だが現実を目の当たりにしてしまった今は、受け入れがたい予想を受け入れなければならない現実になってしまった今は。
ゴクリと
一人では無理だったかもしれない。その重圧に押し潰されたかもしれない。
横目に当麻を見る。
「?」
近くに誰かが居るということがここまで心に安堵感を与えてくれるものなのかと素直に驚く。
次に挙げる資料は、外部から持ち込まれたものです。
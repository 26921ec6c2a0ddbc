//! 65C02 decode tables (WDC and Rockwell).
//!
//! The CMOS parts fix the NMOS indirect-jump page bug (at the cost of a
//! cycle), re-derive N/Z from the corrected result in decimal mode (one
//! extra cycle), replace the RMW dummy write with a second read, and add
//! the stack/store/bit-manipulation opcodes. Every undefined opcode
//! decodes as a single-cycle NOP. The Rockwell part is the WDC table with
//! WAI and STP absent.

use super::*;
use crate::microcode::MicroOp::*;
use crate::microcode::Rmw;

#[rustfmt::skip]
pub(crate) const WDC: OpcodeTable = [
    /* 00 BRK          */ BRK_CMOS,
    /* 01 ORA (zp,X)   */ rd_izx!(Ora),
    /* 02 ---          */ NOP1,
    /* 03 ---          */ NOP1,
    /* 04 TSB zp       */ rmwc_zp!(Rmw::Tsb),
    /* 05 ORA zp       */ rd_zp!(Ora),
    /* 06 ASL zp       */ rmwc_zp!(Rmw::Asl),
    /* 07 RMB0 zp      */ rmwc_zp!(Rmw::Rmb(0)),
    /* 08 PHP          */ PHP,
    /* 09 ORA #        */ rd_imm!(Ora),
    /* 0A ASL A        */ imp!(AslA),
    /* 0B ---          */ NOP1,
    /* 0C TSB abs      */ rmwc_abs!(Rmw::Tsb),
    /* 0D ORA abs      */ rd_abs!(Ora),
    /* 0E ASL abs      */ rmwc_abs!(Rmw::Asl),
    /* 0F BBR0 zp,rel  */ bit_branch!(0, false),
    /* 10 BPL rel      */ branch!(Plus),
    /* 11 ORA (zp),Y   */ rd_izy!(Ora),
    /* 12 ORA (zp)     */ rd_izp!(Ora),
    /* 13 ---          */ NOP1,
    /* 14 TRB zp       */ rmwc_zp!(Rmw::Trb),
    /* 15 ORA zp,X     */ rd_zpi!(X, Ora),
    /* 16 ASL zp,X     */ rmwc_zpx!(Rmw::Asl),
    /* 17 RMB1 zp      */ rmwc_zp!(Rmw::Rmb(1)),
    /* 18 CLC          */ imp!(Clc),
    /* 19 ORA abs,Y    */ rd_abi!(Y, Ora),
    /* 1A INC A        */ imp!(IncA),
    /* 1B ---          */ NOP1,
    /* 1C TRB abs      */ rmwc_abs!(Rmw::Trb),
    /* 1D ORA abs,X    */ rd_abi!(X, Ora),
    /* 1E ASL abs,X    */ rmwc_abx!(Rmw::Asl),
    /* 1F BBR1 zp,rel  */ bit_branch!(1, false),
    /* 20 JSR abs      */ JSR,
    /* 21 AND (zp,X)   */ rd_izx!(And),
    /* 22 ---          */ NOP1,
    /* 23 ---          */ NOP1,
    /* 24 BIT zp       */ rd_zp!(Bit),
    /* 25 AND zp       */ rd_zp!(And),
    /* 26 ROL zp       */ rmwc_zp!(Rmw::Rol),
    /* 27 RMB2 zp      */ rmwc_zp!(Rmw::Rmb(2)),
    /* 28 PLP          */ PLP,
    /* 29 AND #        */ rd_imm!(And),
    /* 2A ROL A        */ imp!(RolA),
    /* 2B ---          */ NOP1,
    /* 2C BIT abs      */ rd_abs!(Bit),
    /* 2D AND abs      */ rd_abs!(And),
    /* 2E ROL abs      */ rmwc_abs!(Rmw::Rol),
    /* 2F BBR2 zp,rel  */ bit_branch!(2, false),
    /* 30 BMI rel      */ branch!(Minus),
    /* 31 AND (zp),Y   */ rd_izy!(And),
    /* 32 AND (zp)     */ rd_izp!(And),
    /* 33 ---          */ NOP1,
    /* 34 BIT zp,X     */ rd_zpi!(X, Bit),
    /* 35 AND zp,X     */ rd_zpi!(X, And),
    /* 36 ROL zp,X     */ rmwc_zpx!(Rmw::Rol),
    /* 37 RMB3 zp      */ rmwc_zp!(Rmw::Rmb(3)),
    /* 38 SEC          */ imp!(Sec),
    /* 39 AND abs,Y    */ rd_abi!(Y, And),
    /* 3A DEC A        */ imp!(DecA),
    /* 3B ---          */ NOP1,
    /* 3C BIT abs,X    */ rd_abi!(X, Bit),
    /* 3D AND abs,X    */ rd_abi!(X, And),
    /* 3E ROL abs,X    */ rmwc_abx!(Rmw::Rol),
    /* 3F BBR3 zp,rel  */ bit_branch!(3, false),
    /* 40 RTI          */ RTI,
    /* 41 EOR (zp,X)   */ rd_izx!(Eor),
    /* 42 ---          */ NOP1,
    /* 43 ---          */ NOP1,
    /* 44 ---          */ NOP1,
    /* 45 EOR zp       */ rd_zp!(Eor),
    /* 46 LSR zp       */ rmwc_zp!(Rmw::Lsr),
    /* 47 RMB4 zp      */ rmwc_zp!(Rmw::Rmb(4)),
    /* 48 PHA          */ PHA,
    /* 49 EOR #        */ rd_imm!(Eor),
    /* 4A LSR A        */ imp!(LsrA),
    /* 4B ---          */ NOP1,
    /* 4C JMP abs      */ JMP_ABS,
    /* 4D EOR abs      */ rd_abs!(Eor),
    /* 4E LSR abs      */ rmwc_abs!(Rmw::Lsr),
    /* 4F BBR4 zp,rel  */ bit_branch!(4, false),
    /* 50 BVC rel      */ branch!(OverflowClear),
    /* 51 EOR (zp),Y   */ rd_izy!(Eor),
    /* 52 EOR (zp)     */ rd_izp!(Eor),
    /* 53 ---          */ NOP1,
    /* 54 ---          */ NOP1,
    /* 55 EOR zp,X     */ rd_zpi!(X, Eor),
    /* 56 LSR zp,X     */ rmwc_zpx!(Rmw::Lsr),
    /* 57 RMB5 zp      */ rmwc_zp!(Rmw::Rmb(5)),
    /* 58 CLI          */ imp!(Cli),
    /* 59 EOR abs,Y    */ rd_abi!(Y, Eor),
    /* 5A PHY          */ PHY,
    /* 5B ---          */ NOP1,
    /* 5C ---          */ NOP1,
    /* 5D EOR abs,X    */ rd_abi!(X, Eor),
    /* 5E LSR abs,X    */ rmwc_abx!(Rmw::Lsr),
    /* 5F BBR5 zp,rel  */ bit_branch!(5, false),
    /* 60 RTS          */ RTS,
    /* 61 ADC (zp,X)   */ rd_izx!(AdcCmos, DecimalPenalty),
    /* 62 ---          */ NOP1,
    /* 63 ---          */ NOP1,
    /* 64 STZ zp       */ wr_zp!(Zero),
    /* 65 ADC zp       */ rd_zp!(AdcCmos, DecimalPenalty),
    /* 66 ROR zp       */ rmwc_zp!(Rmw::Ror),
    /* 67 RMB6 zp      */ rmwc_zp!(Rmw::Rmb(6)),
    /* 68 PLA          */ PLA,
    /* 69 ADC #        */ rd_imm!(AdcCmos, DecimalPenalty),
    /* 6A ROR A        */ imp!(RorA),
    /* 6B ---          */ NOP1,
    /* 6C JMP (abs)    */ JMP_IND_CMOS,
    /* 6D ADC abs      */ rd_abs!(AdcCmos, DecimalPenalty),
    /* 6E ROR abs      */ rmwc_abs!(Rmw::Ror),
    /* 6F BBR6 zp,rel  */ bit_branch!(6, false),
    /* 70 BVS rel      */ branch!(OverflowSet),
    /* 71 ADC (zp),Y   */ rd_izy!(AdcCmos, DecimalPenalty),
    /* 72 ADC (zp)     */ rd_izp!(AdcCmos, DecimalPenalty),
    /* 73 ---          */ NOP1,
    /* 74 STZ zp,X     */ wr_zpi!(X, Zero),
    /* 75 ADC zp,X     */ rd_zpi!(X, AdcCmos, DecimalPenalty),
    /* 76 ROR zp,X     */ rmwc_zpx!(Rmw::Ror),
    /* 77 RMB7 zp      */ rmwc_zp!(Rmw::Rmb(7)),
    /* 78 SEI          */ imp!(Sei),
    /* 79 ADC abs,Y    */ rd_abi!(Y, AdcCmos, DecimalPenalty),
    /* 7A PLY          */ PLY,
    /* 7B ---          */ NOP1,
    /* 7C JMP (abs,X)  */ JMP_ABX_IND,
    /* 7D ADC abs,X    */ rd_abi!(X, AdcCmos, DecimalPenalty),
    /* 7E ROR abs,X    */ rmwc_abx!(Rmw::Ror),
    /* 7F BBR7 zp,rel  */ bit_branch!(7, false),
    /* 80 BRA rel      */ branch!(Always),
    /* 81 STA (zp,X)   */ wr_izx!(A),
    /* 82 ---          */ NOP1,
    /* 83 ---          */ NOP1,
    /* 84 STY zp       */ wr_zp!(Y),
    /* 85 STA zp       */ wr_zp!(A),
    /* 86 STX zp       */ wr_zp!(X),
    /* 87 SMB0 zp      */ rmwc_zp!(Rmw::Smb(0)),
    /* 88 DEY          */ imp!(Dey),
    /* 89 BIT #        */ rd_imm!(BitImm),
    /* 8A TXA          */ imp!(Txa),
    /* 8B ---          */ NOP1,
    /* 8C STY abs      */ wr_abs!(Y),
    /* 8D STA abs      */ wr_abs!(A),
    /* 8E STX abs      */ wr_abs!(X),
    /* 8F BBS0 zp,rel  */ bit_branch!(0, true),
    /* 90 BCC rel      */ branch!(CarryClear),
    /* 91 STA (zp),Y   */ wr_izy!(A),
    /* 92 STA (zp)     */ wr_izp!(A),
    /* 93 ---          */ NOP1,
    /* 94 STY zp,X     */ wr_zpi!(X, Y),
    /* 95 STA zp,X     */ wr_zpi!(X, A),
    /* 96 STX zp,Y     */ wr_zpi!(Y, X),
    /* 97 SMB1 zp      */ rmwc_zp!(Rmw::Smb(1)),
    /* 98 TYA          */ imp!(Tya),
    /* 99 STA abs,Y    */ wr_abi!(Y, A),
    /* 9A TXS          */ imp!(Txs),
    /* 9B ---          */ NOP1,
    /* 9C STZ abs      */ wr_abs!(Zero),
    /* 9D STA abs,X    */ wr_abi!(X, A),
    /* 9E STZ abs,X    */ wr_abi!(X, Zero),
    /* 9F BBS1 zp,rel  */ bit_branch!(1, true),
    /* A0 LDY #        */ rd_imm!(Ldy),
    /* A1 LDA (zp,X)   */ rd_izx!(Lda),
    /* A2 LDX #        */ rd_imm!(Ldx),
    /* A3 ---          */ NOP1,
    /* A4 LDY zp       */ rd_zp!(Ldy),
    /* A5 LDA zp       */ rd_zp!(Lda),
    /* A6 LDX zp       */ rd_zp!(Ldx),
    /* A7 SMB2 zp      */ rmwc_zp!(Rmw::Smb(2)),
    /* A8 TAY          */ imp!(Tay),
    /* A9 LDA #        */ rd_imm!(Lda),
    /* AA TAX          */ imp!(Tax),
    /* AB ---          */ NOP1,
    /* AC LDY abs      */ rd_abs!(Ldy),
    /* AD LDA abs      */ rd_abs!(Lda),
    /* AE LDX abs      */ rd_abs!(Ldx),
    /* AF BBS2 zp,rel  */ bit_branch!(2, true),
    /* B0 BCS rel      */ branch!(CarrySet),
    /* B1 LDA (zp),Y   */ rd_izy!(Lda),
    /* B2 LDA (zp)     */ rd_izp!(Lda),
    /* B3 ---          */ NOP1,
    /* B4 LDY zp,X     */ rd_zpi!(X, Ldy),
    /* B5 LDA zp,X     */ rd_zpi!(X, Lda),
    /* B6 LDX zp,Y     */ rd_zpi!(Y, Ldx),
    /* B7 SMB3 zp      */ rmwc_zp!(Rmw::Smb(3)),
    /* B8 CLV          */ imp!(Clv),
    /* B9 LDA abs,Y    */ rd_abi!(Y, Lda),
    /* BA TSX          */ imp!(Tsx),
    /* BB ---          */ NOP1,
    /* BC LDY abs,X    */ rd_abi!(X, Ldy),
    /* BD LDA abs,X    */ rd_abi!(X, Lda),
    /* BE LDX abs,Y    */ rd_abi!(Y, Ldx),
    /* BF BBS3 zp,rel  */ bit_branch!(3, true),
    /* C0 CPY #        */ rd_imm!(Cpy),
    /* C1 CMP (zp,X)   */ rd_izx!(Cmp),
    /* C2 ---          */ NOP1,
    /* C3 ---          */ NOP1,
    /* C4 CPY zp       */ rd_zp!(Cpy),
    /* C5 CMP zp       */ rd_zp!(Cmp),
    /* C6 DEC zp       */ rmwc_zp!(Rmw::Dec),
    /* C7 SMB4 zp      */ rmwc_zp!(Rmw::Smb(4)),
    /* C8 INY          */ imp!(Iny),
    /* C9 CMP #        */ rd_imm!(Cmp),
    /* CA DEX          */ imp!(Dex),
    /* CB WAI          */ WAI_PIPE,
    /* CC CPY abs      */ rd_abs!(Cpy),
    /* CD CMP abs      */ rd_abs!(Cmp),
    /* CE DEC abs      */ rmwc_abs!(Rmw::Dec),
    /* CF BBS4 zp,rel  */ bit_branch!(4, true),
    /* D0 BNE rel      */ branch!(NotZero),
    /* D1 CMP (zp),Y   */ rd_izy!(Cmp),
    /* D2 CMP (zp)     */ rd_izp!(Cmp),
    /* D3 ---          */ NOP1,
    /* D4 ---          */ NOP1,
    /* D5 CMP zp,X     */ rd_zpi!(X, Cmp),
    /* D6 DEC zp,X     */ rmwc_zpx!(Rmw::Dec),
    /* D7 SMB5 zp      */ rmwc_zp!(Rmw::Smb(5)),
    /* D8 CLD          */ imp!(Cld),
    /* D9 CMP abs,Y    */ rd_abi!(Y, Cmp),
    /* DA PHX          */ PHX,
    /* DB STP          */ STP_PIPE,
    /* DC ---          */ NOP1,
    /* DD CMP abs,X    */ rd_abi!(X, Cmp),
    /* DE DEC abs,X    */ rmwc_abx!(Rmw::Dec),
    /* DF BBS5 zp,rel  */ bit_branch!(5, true),
    /* E0 CPX #        */ rd_imm!(Cpx),
    /* E1 SBC (zp,X)   */ rd_izx!(SbcCmos, DecimalPenalty),
    /* E2 ---          */ NOP1,
    /* E3 ---          */ NOP1,
    /* E4 CPX zp       */ rd_zp!(Cpx),
    /* E5 SBC zp       */ rd_zp!(SbcCmos, DecimalPenalty),
    /* E6 INC zp       */ rmwc_zp!(Rmw::Inc),
    /* E7 SMB6 zp      */ rmwc_zp!(Rmw::Smb(6)),
    /* E8 INX          */ imp!(Inx),
    /* E9 SBC #        */ rd_imm!(SbcCmos, DecimalPenalty),
    /* EA NOP          */ imp!(Nop),
    /* EB ---          */ NOP1,
    /* EC CPX abs      */ rd_abs!(Cpx),
    /* ED SBC abs      */ rd_abs!(SbcCmos, DecimalPenalty),
    /* EE INC abs      */ rmwc_abs!(Rmw::Inc),
    /* EF BBS6 zp,rel  */ bit_branch!(6, true),
    /* F0 BEQ rel      */ branch!(Zero),
    /* F1 SBC (zp),Y   */ rd_izy!(SbcCmos, DecimalPenalty),
    /* F2 SBC (zp)     */ rd_izp!(SbcCmos, DecimalPenalty),
    /* F3 ---          */ NOP1,
    /* F4 ---          */ NOP1,
    /* F5 SBC zp,X     */ rd_zpi!(X, SbcCmos, DecimalPenalty),
    /* F6 INC zp,X     */ rmwc_zpx!(Rmw::Inc),
    /* F7 SMB7 zp      */ rmwc_zp!(Rmw::Smb(7)),
    /* F8 SED          */ imp!(Sed),
    /* F9 SBC abs,Y    */ rd_abi!(Y, SbcCmos, DecimalPenalty),
    /* FA PLX          */ PLX,
    /* FB ---          */ NOP1,
    /* FC ---          */ NOP1,
    /* FD SBC abs,X    */ rd_abi!(X, SbcCmos, DecimalPenalty),
    /* FE INC abs,X    */ rmwc_abx!(Rmw::Inc),
    /* FF BBS7 zp,rel  */ bit_branch!(7, true),
];

/// Rockwell 65C02: no WAI/STP; $CB and $DB fall back to 1-cycle NOPs.
pub(crate) const ROCKWELL: OpcodeTable = {
    let mut table = WDC;
    table[0xCB] = NOP1;
    table[0xDB] = NOP1;
    table
};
今は無き日常の中でも、モールに親友と籠城していた頃にも、感じ取れる場面は多々あったけれど。
ここまで明確なのは初めてだったかもしれない。
孤独からの解放と他者の存在の有り難さに
だからこそ彼には感謝しかない。
再び笑顔をくれた彼に。再び温もりをくれた彼に。
だから私は言う。
「ありがと」
感謝の言葉を述べた私の顔を見て、当麻はキョトンとした顔つきになった。
どうやら彼は突然の礼の言葉に思考が止まっているようで、何と返せばいいのか困っているように見える。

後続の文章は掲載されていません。